Locally milled whole grain flours have more oils in them than bleached all-purpose ones do and therefore can go rancid. If they are stored in an airtight container in a cool, dark place, they will keep for months. But like any food, flours can go bad and will have a sharp smell and sour taste. While safe to handle, they will make anything you bake with them taste horrible. If you’ve got kids, make playdough (but don’t let them ingest it.) If you’re crafty, use it to make paper maché. If you’ve got a garden, dust your plants with it to deter grasshoppers and other leaf chewing insects. If you’ve got a compost pile, mix it in well, as just adding it on in one big layer will affect necessary air flow.

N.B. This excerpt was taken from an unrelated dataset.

pub mod config;
pub mod consts;
pub mod containers;
pub mod fork_choice;
pub mod primitives;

8. MAKING WAY FOR CSA BOUNTY.
They are coming, folks. Boxes — well, reusable bags more likely — full of produce. Be ready with countertop bowls to store fruits that like room temperature in full view so it all gets eaten. Air out baskets destined to hold an abundance of root vegetables. Stock up on white flour sack towels that extend the fridge life of herbs and leafy greens until you can eat them all.
9. CLEANING THE GRILL.
A clean grill is an efficient, greener one. Evict any nesting critters and clear out the cobwebs or debris from all corners of the grill. Empty and clean the grease trap and replace the drip pan if necessary. If you’ve got a gas grill, inspect the hoses which should not be crimped or brittle and the tank which should not be bulging or rusting. To clean the grates, warm the grill first. Use a wire brush and elbow grease to get the grilled-on bits off the grates, wash them in warm soapy water, and air dry before putting them back onto the grill.
10. ROTATING COOKBOOKS.
Everyone gets in a recipe rut. Take a rainy March afternoon to leaf through your cookbooks for inspiration on how to prepare all of the bounty that’s coming your way. Move the books that inspire you most to the most prominent shelf in the case. Keep a running list of recipe names, book titles, and page numbers posted on the bulletin board to remind you where to find them easily.